Menteri Komunikasi dan Digital (Menkomdigi), Meutya Hafid menyebut bahwa kecerdasan buatan (artificial intelligence/AI) membawa tantangan dan risiko tertentu. Salah satu yang paling signifikan adalah dampak terhadap pekerja perempuan.

Hal ini disampaikan saat dirinya melakukan sambutan dalam acara peluncuran Indonesia AI Institute yang digelar secara daring, pada Sabtu (15/03/2025).

Harus dibarengi langkah yang tepat

Di Indonesia, pemanfaatan AI masih relatif terbatas, baik di bidang pendidikan maupun industri. Padahal revolusi industri 4.0 telah membawa transformasi signifikan di berbagai sektor, termasuk pendidikan, industri, dan pemerintahan.

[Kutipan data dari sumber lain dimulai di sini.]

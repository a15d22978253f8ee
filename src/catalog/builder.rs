//! Fluent construction of table definitions

use super::schema::{Column, ForeignKey, Schema, TableDef};
use super::types::DataType;

/// Builder for creating table definitions with a fluent API
pub struct TableBuilder {
    name: String,
    columns: Vec<Column>,
    foreign_keys: Vec<ForeignKey>,
}

impl TableBuilder {
    /// Start building a new table
    pub fn new(name: impl Into<String>) -> Self {
        Self {
            name: name.into(),
            columns: Vec::new(),
            foreign_keys: Vec::new(),
        }
    }

    /// Add a nullable column
    pub fn column(mut self, name: impl Into<String>, data_type: DataType) -> Self {
        let position = self.columns.len();
        self.columns.push(Column::new(name, data_type, position));
        self
    }

    /// Add a primary key column (INTEGER PRIMARY KEY)
    pub fn primary_key(mut self, name: impl Into<String>) -> Self {
        let position = self.columns.len();
        self.columns
            .push(Column::new(name, DataType::Integer, position).primary_key(true));
        self
    }

    /// Add a NOT NULL column
    pub fn column_not_null(mut self, name: impl Into<String>, data_type: DataType) -> Self {
        let position = self.columns.len();
        self.columns
            .push(Column::new(name, data_type, position).nullable(false));
        self
    }

    /// Declare that `column` references `ref_table.ref_column`
    pub fn foreign_key(
        mut self,
        column: impl Into<String>,
        ref_table: impl Into<String>,
        ref_column: impl Into<String>,
    ) -> Self {
        self.foreign_keys
            .push(ForeignKey::new(column, ref_table, ref_column));
        self
    }

    /// Finish the table definition
    pub fn build(self) -> TableDef {
        let mut def = TableDef::new(self.name, Schema::from_columns(self.columns));
        def.foreign_keys = self.foreign_keys;
        def
    }
}
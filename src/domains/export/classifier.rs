use crate::domains::recording::{RecordSample, SampleValue, Samples, Signal};
use crate::errors::{ExportError, ExportResult};

/// Numeric and textual projections of a signal's samples.
///
/// Both columns always have one entry per timestamp; whichever column does
/// not carry the signal's meaning holds the neutral value (`0.0` or `""`).
#[derive(Debug, Clone, PartialEq)]
pub struct ClassifiedColumns {
    pub numeric: Vec<f64>,
    pub text: Vec<String>,
}

impl ClassifiedColumns {
    pub fn len(&self) -> usize {
        self.numeric.len()
    }

    pub fn is_empty(&self) -> bool {
        self.numeric.is_empty()
    }
}

/// Split a signal's samples into the fixed `(value, value_string)` pair.
///
/// Records render as text with a zero numeric column, numeric kinds cast to
/// f64 with an empty text column, everything else renders as text.
pub fn classify(signal: &Signal) -> ExportResult<ClassifiedColumns> {
    let len = signal.timestamps.len();
    if signal.samples.len() != len {
        return Err(ExportError::LengthMismatch {
            name: signal.name.clone(),
            timestamps: len,
            samples: signal.samples.len(),
        });
    }

    let columns = match &signal.samples {
        Samples::Record(records) => ClassifiedColumns {
            numeric: vec![0.0; len],
            text: records.iter().map(render_record).collect(),
        },
        Samples::Float(values) => numeric(values.clone()),
        Samples::Int(values) => numeric(values.iter().map(|v| *v as f64).collect()),
        Samples::UInt(values) => numeric(values.iter().map(|v| *v as f64).collect()),
        Samples::Bool(values) => {
            textual(values.iter().map(|v| SampleValue::Bool(*v).to_string()).collect())
        }
        Samples::Text(values) => textual(values.clone()),
        Samples::Bytes(values) => textual(values.iter().map(|v| decode_bytes(v)).collect()),
    };

    Ok(columns)
}

fn numeric(values: Vec<f64>) -> ClassifiedColumns {
    let len = values.len();
    ClassifiedColumns {
        numeric: values,
        text: vec![String::new(); len],
    }
}

fn textual(text: Vec<String>) -> ClassifiedColumns {
    ClassifiedColumns {
        numeric: vec![0.0; text.len()],
        text,
    }
}

/// `field: value` lines in field order, field names right-aligned to the
/// longest one
pub fn render_record(record: &RecordSample) -> String {
    let width = record.iter().map(|(field, _)| field.chars().count()).max().unwrap_or(0);
    record
        .iter()
        .map(|(field, value)| format!("{:>width$}: {}", field, value, width = width))
        .collect::<Vec<_>>()
        .join("\n")
}

/// Fixed-width byte strings decode as text, with trailing NUL padding
/// dropped.
pub fn decode_bytes(bytes: &[u8]) -> String {
    let end = bytes.iter().rposition(|b| *b != 0).map_or(0, |i| i + 1);
    String::from_utf8_lossy(&bytes[..end]).into_owned()
}

/// Per-sample f64 coercion used by the row-oriented sink.
///
/// Returns `None` instead of failing so one bad sample cannot abort the
/// remaining rows of its signal.
pub fn coerce_sample(samples: &Samples, index: usize) -> Option<f64> {
    match samples {
        Samples::Float(values) => values.get(index).copied(),
        Samples::Int(values) => values.get(index).map(|v| *v as f64),
        Samples::UInt(values) => values.get(index).map(|v| *v as f64),
        Samples::Bool(values) => values.get(index).map(|v| if *v { 1.0 } else { 0.0 }),
        Samples::Text(values) => values.get(index)?.trim().parse().ok(),
        Samples::Bytes(values) => decode_bytes(values.get(index)?).trim().parse().ok(),
        Samples::Record(_) => None,
    }
}
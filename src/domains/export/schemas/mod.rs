pub mod parquet;

pub use parquet::{signal_rows_schema, partition_schema};
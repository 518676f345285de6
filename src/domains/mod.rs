pub mod export;
pub mod recording;
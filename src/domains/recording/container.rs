use crate::domains::recording::types::{ChannelGroup, Signal};
use crate::errors::{ExportError, ExportResult};
use serde::Deserialize;
use std::path::Path;
use std::sync::Arc;

/// Read-only view of an opened measurement recording.
///
/// Decoding the binary container happens outside this crate; the export
/// engine only needs signal enumeration and channel group lookups.
pub trait MeasurementContainer: Send + Sync {
    /// Signals in the container's native enumeration order
    fn signals(&self) -> Box<dyn Iterator<Item = Arc<Signal>> + Send + '_>;

    /// Channel group entry for `group_index`, if the recording has one
    fn channel_group(&self, group_index: usize) -> Option<&ChannelGroup>;

    /// Free-text comment from the recording header
    fn header_comment(&self) -> &str;
}

/// In-memory recording, either built directly or loaded from a JSON snapshot
#[derive(Debug, Clone, Default)]
pub struct Recording {
    comment: String,
    channel_groups: Vec<ChannelGroup>,
    signals: Vec<Arc<Signal>>,
}

#[derive(Deserialize)]
struct RecordingSnapshot {
    #[serde(default)]
    comment: String,
    #[serde(default)]
    channel_groups: Vec<ChannelGroup>,
    #[serde(default)]
    signals: Vec<Signal>,
}

impl Recording {
    /// Build a recording, rejecting signals whose sample and timestamp
    /// counts disagree.
    pub fn new(
        comment: impl Into<String>,
        channel_groups: Vec<ChannelGroup>,
        signals: Vec<Signal>,
    ) -> ExportResult<Self> {
        for signal in &signals {
            if signal.timestamps.len() != signal.samples.len() {
                return Err(ExportError::LengthMismatch {
                    name: signal.name.clone(),
                    timestamps: signal.timestamps.len(),
                    samples: signal.samples.len(),
                });
            }
        }

        Ok(Self {
            comment: comment.into(),
            channel_groups,
            signals: signals.into_iter().map(Arc::new).collect(),
        })
    }

    /// Open a JSON recording snapshot produced by the container decoder
    pub fn open(path: &Path) -> ExportResult<Self> {
        let data = std::fs::read(path)
            .map_err(|e| ExportError::invalid_recording(path, e.to_string()))?;
        Self::from_json_slice(&data)
            .map_err(|e| ExportError::invalid_recording(path, e.to_string()))
    }

    pub fn from_json_slice(data: &[u8]) -> ExportResult<Self> {
        let snapshot: RecordingSnapshot = serde_json::from_slice(data)?;
        Self::new(snapshot.comment, snapshot.channel_groups, snapshot.signals)
    }

    pub fn signal_count(&self) -> usize {
        self.signals.len()
    }
}

impl MeasurementContainer for Recording {
    fn signals(&self) -> Box<dyn Iterator<Item = Arc<Signal>> + Send + '_> {
        Box::new(self.signals.iter().cloned())
    }

    fn channel_group(&self, group_index: usize) -> Option<&ChannelGroup> {
        self.channel_groups.get(group_index)
    }

    fn header_comment(&self) -> &str {
        &self.comment
    }
}
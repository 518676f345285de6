pub mod csv_writer;
pub mod parquet_writer;

pub use csv_writer::{CompressedCsvWriter, CsvConfig};
pub use parquet_writer::{ParquetPartitionWriter, RowBatchBuilder};
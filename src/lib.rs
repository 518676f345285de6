//! Signal extraction and columnar export for automotive measurement
//! recordings.
//!
//! Signals are normalised into a fixed row schema, tagged with their source
//! provenance and written either as a partitioned Parquet dataset or as one
//! gzip-compressed CSV file per signal, followed by a JSON manifest.

// Public modules
pub mod domains;
pub mod errors;

pub use domains::export::{ExportConfig, ExportFormat, ExportService};
pub use domains::recording::{MeasurementContainer, Recording};
pub use errors::{ExportError, ExportResult};

/// Initialise `env_logger`, defaulting `RUST_LOG` when it is not set.
/// Safe to call more than once.
pub fn init_logging() {
    if std::env::var("RUST_LOG").is_err() {
        #[cfg(debug_assertions)]
        std::env::set_var("RUST_LOG", "debug");
        #[cfg(not(debug_assertions))]
        std::env::set_var("RUST_LOG", "info");
    }

    let _ = env_logger::try_init();
}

Indonesia AI Institute (IAII) menjawab kebutuhan ini dengan menjadi lembaga penelitian yang didedikasikan untuk pengembangan, literasi, dan penerapan AI di Indonesia yang diinisiasi oleh Iim Fahima Jachja, Dr. Ayu Purwarianti dan Noudie de Jong.

"Ini adalah langkah besar membangun ekosistem kecerdasan buatan yang inklusif, inovatif dan berdaya saing. Selamat kepada seluruh tim yang telah bekerja keras khususnya dua perempuan hebat Iim Fahima Jachja dan Dr. Ayu Purwarianti, yang telah menjadi penggerak utama di balik inisiatif ini," papar Meutya.

Kolaborasi dan inovasi

Ilustrasi perempuan karier (pexels.com/Photo by Vlada Karpovich)

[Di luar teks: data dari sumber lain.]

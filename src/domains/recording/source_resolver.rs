use crate::domains::recording::container::MeasurementContainer;
use crate::domains::recording::types::AcquisitionSource;
use serde::Serialize;

/// Frame and bus provenance of a signal, looked up from its channel group.
///
/// Missing entries are empty strings; resolution never fails.
#[derive(Debug, Clone, Default, PartialEq, Eq, Serialize)]
pub struct SourceMetadata {
    pub channel_group_acq_name: String,
    pub acq_source_name: String,
    pub acq_source_path: String,
}

/// Resolve the source metadata of the channel group at `group_index`.
///
/// Each field is looked up on its own so a missing acquisition source does
/// not hide the group's acquisition name, and vice versa.
pub fn resolve<C>(container: &C, group_index: usize) -> SourceMetadata
where
    C: MeasurementContainer + ?Sized,
{
    SourceMetadata {
        channel_group_acq_name: acq_name(container, group_index).unwrap_or_default(),
        acq_source_name: acq_source_name(container, group_index).unwrap_or_default(),
        acq_source_path: acq_source_path(container, group_index).unwrap_or_default(),
    }
}

fn acq_name<C>(container: &C, group_index: usize) -> Option<String>
where
    C: MeasurementContainer + ?Sized,
{
    container.channel_group(group_index)?.acq_name.clone()
}

fn acq_source<C>(container: &C, group_index: usize) -> Option<&AcquisitionSource>
where
    C: MeasurementContainer + ?Sized,
{
    container.channel_group(group_index)?.acq_source.as_ref()
}

fn acq_source_name<C>(container: &C, group_index: usize) -> Option<String>
where
    C: MeasurementContainer + ?Sized,
{
    acq_source(container, group_index)?.name.clone()
}

fn acq_source_path<C>(container: &C, group_index: usize) -> Option<String>
where
    C: MeasurementContainer + ?Sized,
{
    acq_source(container, group_index)?.path.clone()
}

#[cfg(test)]
mod tests {
    use super::*;
    use crate::domains::recording::container::Recording;
    use crate::domains::recording::types::ChannelGroup;

    fn recording(groups: Vec<ChannelGroup>) -> Recording {
        Recording::new("", groups, vec![]).unwrap()
    }

    #[test]
    fn test_resolve_full_group() {
        let rec = recording(vec![ChannelGroup {
            acq_name: Some("EngineFrame".to_string()),
            acq_source: Some(AcquisitionSource {
                name: Some("CAN1".to_string()),
                path: Some("Vehicle/CAN1".to_string()),
            }),
        }]);

        let meta = resolve(&rec, 0);
        assert_eq!(meta.channel_group_acq_name, "EngineFrame");
        assert_eq!(meta.acq_source_name, "CAN1");
        assert_eq!(meta.acq_source_path, "Vehicle/CAN1");
    }

    #[test]
    fn test_resolve_missing_group() {
        let rec = recording(vec![]);
        assert_eq!(resolve(&rec, 7), SourceMetadata::default());
    }

    #[test]
    fn test_fields_resolve_independently() {
        let rec = recording(vec![
            ChannelGroup {
                acq_name: Some("OnlyName".to_string()),
                acq_source: None,
            },
            ChannelGroup {
                acq_name: None,
                acq_source: Some(AcquisitionSource {
                    name: None,
                    path: Some("Bus/LIN".to_string()),
                }),
            },
        ]);

        let first = resolve(&rec, 0);
        assert_eq!(first.channel_group_acq_name, "OnlyName");
        assert_eq!(first.acq_source_name, "");
        assert_eq!(first.acq_source_path, "");

        let second = resolve(&rec, 1);
        assert_eq!(second.channel_group_acq_name, "");
        assert_eq!(second.acq_source_name, "");
        assert_eq!(second.acq_source_path, "Bus/LIN");
    }
}
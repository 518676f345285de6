use crate::domains::export::rows::Row;

/// Column order shared by the CSV header and the Parquet schema
pub const ROW_COLUMNS: [&str; 12] = [
    "source_uuid",
    "name",
    "unit",
    "timestamp",
    "value",
    "value_string",
    "source",
    "channel_group_acq_name",
    "acq_source_name",
    "acq_source_path",
    "source_type",
    "bus_type",
];

/// Trait for types that can be exported to CSV
pub trait CsvRecord {
    /// Get CSV headers for this type
    fn headers() -> Vec<&'static str>;

    /// Convert to CSV row
    fn to_csv(&self) -> Vec<String>;
}

/// Float rendering that keeps a fractional part (`10.0`, not `10`)
pub fn csv_float_to_string(value: f64) -> String {
    format!("{:?}", value)
}

pub fn csv_optional_float_to_string(value: Option<f64>) -> String {
    value.map(csv_float_to_string).unwrap_or_default()
}

impl CsvRecord for Row<'_> {
    fn headers() -> Vec<&'static str> {
        ROW_COLUMNS.to_vec()
    }

    fn to_csv(&self) -> Vec<String> {
        vec![
            self.source_uuid.to_string(),
            self.name.to_string(),
            self.unit.to_string(),
            csv_float_to_string(self.timestamp),
            csv_optional_float_to_string(self.value),
            self.value_string.to_string(),
            self.source.to_string(),
            self.channel_group_acq_name.to_string(),
            self.acq_source_name.to_string(),
            self.acq_source_path.to_string(),
            self.source_type.to_string(),
            self.bus_type.to_string(),
        ]
    }
}

#[cfg(test)]
mod tests {
    use super::*;

    #[test]
    fn test_header_line() {
        assert_eq!(
            Row::headers().join(","),
            "source_uuid,name,unit,timestamp,value,value_string,source,\
             channel_group_acq_name,acq_source_name,acq_source_path,source_type,bus_type"
        );
    }

    #[test]
    fn test_to_csv_renders_empty_value() {
        let row = Row {
            source_uuid: "run",
            name: "Gear",
            unit: "",
            timestamp: 1.0,
            value: None,
            value_string: "N",
            source: "TCU",
            channel_group_acq_name: "",
            acq_source_name: "",
            acq_source_path: "",
            source_type: "ECU",
            bus_type: "CAN",
        };
        let fields = row.to_csv();
        assert_eq!(fields.len(), Row::headers().len());
        assert_eq!(fields[3], "1.0");
        assert_eq!(fields[4], "");
        assert_eq!(fields[5], "N");
    }

    #[test]
    fn test_float_rendering() {
        assert_eq!(csv_float_to_string(20.5), "20.5");
        assert_eq!(csv_float_to_string(0.1), "0.1");
        assert_eq!(csv_optional_float_to_string(Some(30.0)), "30.0");
    }
}
use crate::domains::export::rows::MaterializedSignal;
use crate::errors::ExportResult;
use std::path::PathBuf;

/// Destination for one signal's table in the columnar export.
///
/// Implementations are shared across worker threads and must give every
/// partition a distinct file so concurrent writes never collide. Calls are
/// blocking; the scheduler runs them on the blocking thread pool.
pub trait TableSink: Send + Sync {
    /// Write `signal` as partition number `partition`, returning the rows
    /// written.
    fn write_table(&self, signal: &MaterializedSignal<'_>, partition: usize) -> ExportResult<usize>;

    /// Directory the partitions land in
    fn dataset_dir(&self) -> PathBuf;
}
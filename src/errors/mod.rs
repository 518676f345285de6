mod error;

pub use error::{ExportError, SignalFailure};

/// Result type for export operations
pub type ExportResult<T> = Result<T, ExportError>;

Menurut Meutya, kehadiran Indonesia AI Institute ini membuktikan bawa kolaborasi dan juga inovasi adalah kunci dalam membuka potensi besar AI di Indonesia.

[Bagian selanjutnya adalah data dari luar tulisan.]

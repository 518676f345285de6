use serde::{Deserialize, Serialize};
use std::fmt;

/// Originating node type of a signal, as stored in the MDF-4 source block
#[derive(Debug, Clone, Copy, PartialEq, Eq, Default, Serialize, Deserialize)]
#[serde(try_from = "u8", into = "u8")]
pub enum SourceType {
    #[default]
    Other,
    Ecu,
    Bus,
    Io,
    Tool,
    User,
}

impl SourceType {
    pub fn as_str(&self) -> &'static str {
        match self {
            SourceType::Other => "OTHER",
            SourceType::Ecu => "ECU",
            SourceType::Bus => "BUS",
            SourceType::Io => "I/O",
            SourceType::Tool => "TOOL",
            SourceType::User => "USER",
        }
    }
}

impl TryFrom<u8> for SourceType {
    type Error = String;

    fn try_from(raw: u8) -> Result<Self, Self::Error> {
        match raw {
            0 => Ok(SourceType::Other),
            1 => Ok(SourceType::Ecu),
            2 => Ok(SourceType::Bus),
            3 => Ok(SourceType::Io),
            4 => Ok(SourceType::Tool),
            5 => Ok(SourceType::User),
            other => Err(format!("unknown source type code {}", other)),
        }
    }
}

impl From<SourceType> for u8 {
    fn from(value: SourceType) -> Self {
        value as u8
    }
}

impl fmt::Display for SourceType {
    fn fmt(&self, f: &mut fmt::Formatter<'_>) -> fmt::Result {
        f.write_str(self.as_str())
    }
}

/// Transport a signal was captured from
#[derive(Debug, Clone, Copy, PartialEq, Eq, Default, Serialize, Deserialize)]
#[serde(try_from = "u8", into = "u8")]
pub enum BusType {
    #[default]
    None,
    Other,
    Can,
    Lin,
    Most,
    FlexRay,
    KLine,
    Ethernet,
    Usb,
}

impl BusType {
    pub fn as_str(&self) -> &'static str {
        match self {
            BusType::None => "NONE",
            BusType::Other => "OTHER",
            BusType::Can => "CAN",
            BusType::Lin => "LIN",
            BusType::Most => "MOST",
            BusType::FlexRay => "FLEXRAY",
            BusType::KLine => "K_LINE",
            BusType::Ethernet => "ETHERNET",
            BusType::Usb => "USB",
        }
    }
}

impl TryFrom<u8> for BusType {
    type Error = String;

    fn try_from(raw: u8) -> Result<Self, Self::Error> {
        match raw {
            0 => Ok(BusType::None),
            1 => Ok(BusType::Other),
            2 => Ok(BusType::Can),
            3 => Ok(BusType::Lin),
            4 => Ok(BusType::Most),
            5 => Ok(BusType::FlexRay),
            6 => Ok(BusType::KLine),
            7 => Ok(BusType::Ethernet),
            8 => Ok(BusType::Usb),
            other => Err(format!("unknown bus type code {}", other)),
        }
    }
}

impl From<BusType> for u8 {
    fn from(value: BusType) -> Self {
        value as u8
    }
}

impl fmt::Display for BusType {
    fn fmt(&self, f: &mut fmt::Formatter<'_>) -> fmt::Result {
        f.write_str(self.as_str())
    }
}

/// Source descriptor attached to every signal
#[derive(Debug, Clone, Default, PartialEq, Serialize, Deserialize)]
pub struct Source {
    #[serde(default)]
    pub name: String,
    #[serde(default)]
    pub source_type: SourceType,
    #[serde(default)]
    pub bus_type: BusType,
}

/// A single scalar field value inside a composite record sample
#[derive(Debug, Clone, PartialEq, Serialize, Deserialize)]
#[serde(untagged)]
pub enum SampleValue {
    Bool(bool),
    Int(i64),
    UInt(u64),
    Float(f64),
    Text(String),
}

impl fmt::Display for SampleValue {
    fn fmt(&self, f: &mut fmt::Formatter<'_>) -> fmt::Result {
        match self {
            SampleValue::Bool(v) => f.write_str(if *v { "True" } else { "False" }),
            SampleValue::Int(v) => write!(f, "{}", v),
            SampleValue::UInt(v) => write!(f, "{}", v),
            SampleValue::Float(v) => write!(f, "{}", v),
            SampleValue::Text(v) => f.write_str(v),
        }
    }
}

/// One composite sample: ordered `(field name, value)` pairs
pub type RecordSample = Vec<(String, SampleValue)>;

/// Typed sample column of a signal.
///
/// `Float`, `Int` and `UInt` are the numeric kinds; everything else is
/// exported through its string rendering.
#[derive(Debug, Clone, PartialEq, Serialize, Deserialize)]
#[serde(tag = "kind", content = "values", rename_all = "snake_case")]
pub enum Samples {
    Float(Vec<f64>),
    Int(Vec<i64>),
    #[serde(rename = "uint")]
    UInt(Vec<u64>),
    Bool(Vec<bool>),
    Text(Vec<String>),
    Bytes(Vec<Vec<u8>>),
    Record(Vec<RecordSample>),
}

impl Samples {
    pub fn len(&self) -> usize {
        match self {
            Samples::Float(v) => v.len(),
            Samples::Int(v) => v.len(),
            Samples::UInt(v) => v.len(),
            Samples::Bool(v) => v.len(),
            Samples::Text(v) => v.len(),
            Samples::Bytes(v) => v.len(),
            Samples::Record(v) => v.len(),
        }
    }

    pub fn is_empty(&self) -> bool {
        self.len() == 0
    }

    pub fn is_numeric(&self) -> bool {
        matches!(self, Samples::Float(_) | Samples::Int(_) | Samples::UInt(_))
    }

    /// Element type name used in progress logs
    pub fn kind_name(&self) -> &'static str {
        match self {
            Samples::Float(_) => "float64",
            Samples::Int(_) => "int64",
            Samples::UInt(_) => "uint64",
            Samples::Bool(_) => "bool",
            Samples::Text(_) => "str",
            Samples::Bytes(_) => "bytes",
            Samples::Record(_) => "record",
        }
    }
}

/// One named time series extracted from a recording
#[derive(Debug, Clone, PartialEq, Serialize, Deserialize)]
pub struct Signal {
    pub name: String,
    #[serde(default)]
    pub unit: String,
    #[serde(default)]
    pub comment: String,
    pub group_index: usize,
    pub channel_index: usize,
    pub timestamps: Vec<f64>,
    pub samples: Samples,
    #[serde(default)]
    pub source: Source,
}

impl Signal {
    pub fn new(
        name: impl Into<String>,
        unit: impl Into<String>,
        timestamps: Vec<f64>,
        samples: Samples,
    ) -> Self {
        Self {
            name: name.into(),
            unit: unit.into(),
            comment: String::new(),
            group_index: 0,
            channel_index: 0,
            timestamps,
            samples,
            source: Source::default(),
        }
    }

    pub fn with_position(mut self, group_index: usize, channel_index: usize) -> Self {
        self.group_index = group_index;
        self.channel_index = channel_index;
        self
    }

    pub fn with_source(mut self, source: Source) -> Self {
        self.source = source;
        self
    }

    pub fn with_comment(mut self, comment: impl Into<String>) -> Self {
        self.comment = comment.into();
        self
    }

    pub fn len(&self) -> usize {
        self.timestamps.len()
    }

    pub fn is_empty(&self) -> bool {
        self.timestamps.is_empty()
    }
}

/// Acquisition source block of a channel group
#[derive(Debug, Clone, Default, PartialEq, Serialize, Deserialize)]
pub struct AcquisitionSource {
    #[serde(default)]
    pub name: Option<String>,
    #[serde(default)]
    pub path: Option<String>,
}

/// Channel group entry; every field may be absent in real recordings
#[derive(Debug, Clone, Default, PartialEq, Serialize, Deserialize)]
pub struct ChannelGroup {
    #[serde(default)]
    pub acq_name: Option<String>,
    #[serde(default)]
    pub acq_source: Option<AcquisitionSource>,
}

"Kita semua telah menyaksikan bagaimana Artificial Intelligence atau AI telah menjadi katalis utama dalam berbagai transformasi digital di berbagai sektor," katanya.

AI bukan lagi sekadar konsep di masa depan tetapi sudah hadir di keseharian kita, dari otomatisasi industri, personalisasi layanan digital, hingga analisis big data. Namun dengan kemajuan ini muncul pula tantangan-tanganan baru yang harus kita hadapi bersama.

"Kami telah menerapkan kebijakan untuk mendukung transformasi digital yang beretika dan berkeadilan diantaranya adalah penguatan regulasi dan kebijakan. Kami telah mengesahkan Undang Undang Perlindungan Data Pribadi untuk menjaga keamanan informasi masyarakat dan juga telah menerbitkan surat edaran etika AI, menekankan pentingnya transparansi, inklusivitas, dan nondiskriminasi dalam pengembangan teknologi kecerdasan buatan," Meutya menjelaskan.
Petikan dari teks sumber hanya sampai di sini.